The cognitive control techniques we talked about earlier can be implemented here in training. They are designed to change emotional condition: decrease fear and anxiety by substituting negative thoughts with positive, task-focused thoughts, and they are as important to train as our “tactics.”
The students have to gradually focus their strikes toward the face, neck and groin, and I push them to make contact through the target each time, whether they are stabbing or slashing. It is not easy for the students at first. You can see the coping process: students get nervous, giggle, joke, make faces, and generally try to switch to less intimate targets, like the limbs, torso and back. This is normal; they are working through the stressors that would normally inhibit them. At times I have to remind them of the increased efficacy of striking the more intimate targets, but eventually most students are able to consistently target the face, neck and groin areas.
That’s when we begin to gradually increase the complexity of the simulation. The student acting as the “anatomically correct dummy” starts to move and tries to hamper his partner’s defensive strikes so he/she learns to control the aggressor’s limbs, varying angles, trajectories, and strikes on the way to access the high-priority targets.
APPLICATION AND PRACTICE
This phase is designed to take the skills developed in phase two and apply them under increasingly stressful conditions. Sound familiar?

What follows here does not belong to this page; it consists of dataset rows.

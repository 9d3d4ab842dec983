//! OCR stage: recognize on-screen text for every keyframe.

use std::path::Path;
use std::sync::Arc;
use std::time::Instant;

use tracing::info;

use lectern_core::Keyframe;
use lectern_inference::OcrBackend;

use crate::logger::TaskLogger;

pub struct OcrStage {
    backend: Arc<dyn OcrBackend>,
}

impl OcrStage {
    pub fn new(backend: Arc<dyn OcrBackend>) -> Self {
        Self { backend }
    }

    /// Replace the OCR lines of each keyframe, reading images from `image_dir`.
    ///
    /// A frame that cannot be read or recognized gets empty OCR and an error
    /// record; the remaining frames are still processed. Returns the number
    /// of frames that failed.
    pub async fn run(&self, keyframes: &mut [Keyframe], image_dir: &Path, log: &TaskLogger) -> usize {
        let start = Instant::now();
        let mut failed = 0;

        for kf in keyframes.iter_mut() {
            kf.ocr_lines.clear();
            let path = image_dir.join(&kf.file_name);
            let bytes = match tokio::fs::read(&path).await {
                Ok(bytes) => bytes,
                Err(e) => {
                    failed += 1;
                    log.error(format!(
                        "ocr: cannot read keyframe {} ({}): {}",
                        kf.seq,
                        path.display(),
                        e
                    ))
                    .await;
                    continue;
                }
            };
            match self.backend.recognize(&bytes).await {
                Ok(lines) => kf.ocr_lines = lines,
                Err(e) => {
                    failed += 1;
                    log.error(format!("ocr: keyframe {} failed: {}", kf.seq, e))
                        .await;
                }
            }
        }

        info!(
            subsystem = "jobs",
            component = "ocr",
            model = self.backend.model_name(),
            keyframe_count = keyframes.len(),
            failed,
            duration_ms = start.elapsed().as_millis() as u64,
            "OCR stage finished"
        );
        failed
    }
}

#[cfg(test)]
mod tests {
    use super::*;
    use lectern_core::LogLevel;
    use lectern_db::MemoryStore;
    use lectern_inference::mock::MockOcrBackend;
    use uuid::Uuid;

    #[tokio::test]
    async fn test_failed_frames_get_empty_ocr() {
        let dir = tempfile::tempdir().unwrap();
        std::fs::write(dir.path().join("keyframe_0001.jpg"), "Fourier Series\n  a_n, b_n ").unwrap();
        std::fs::write(dir.path().join("keyframe_0002.jpg"), "CORRUPT").unwrap();
        // keyframe_0003.jpg is missing on disk.

        let mut keyframes: Vec<Keyframe> = (1..=3)
            .map(|i| {
                let mut kf = Keyframe::new(i, i as u64 * 25, 25.0, format!("keyframe_{:04}.jpg", i));
                kf.ocr_lines = vec!["stale".to_string()];
                kf
            })
            .collect();

        let store = Arc::new(MemoryStore::new());
        let task_id = Uuid::new_v4();
        let log = TaskLogger::new(store.clone(), task_id, Uuid::new_v4());
        let stage = OcrStage::new(Arc::new(MockOcrBackend::new()));

        let failed = stage.run(&mut keyframes, dir.path(), &log).await;

        assert_eq!(failed, 2);
        assert_eq!(keyframes[0].ocr_lines, vec!["Fourier Series", "a_n, b_n"]);
        assert!(keyframes[1].ocr_lines.is_empty());
        assert!(keyframes[2].ocr_lines.is_empty());

        let errors: Vec<_> = store
            .logs_for(task_id)
            .await
            .into_iter()
            .filter(|r| r.level == LogLevel::Error)
            .collect();
        assert_eq!(errors.len(), 2);
    }
}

In fact, when I put them through the first low-intensity scenarios, even under a moderate increase in the emotional load, most students revert to striking peripheral targets with poor follow-through. When that happens, the students have to go through scenarios with the same level of intensity until they can manage to strike through the priority targets. Only then is it beneficial to up the stress level. The cycle continues until they can apply the appropriate responses during high-intensity FoF scenarios.
Following these steps ensures that students will gain familiarity with the effects the stressors involved with using a knife cause. They will find ways to successfully cope with them emotionally and psychologically and will assertively practice the efficient application of their tactics, thus increasing their self-efficacy, confidence, and mindset.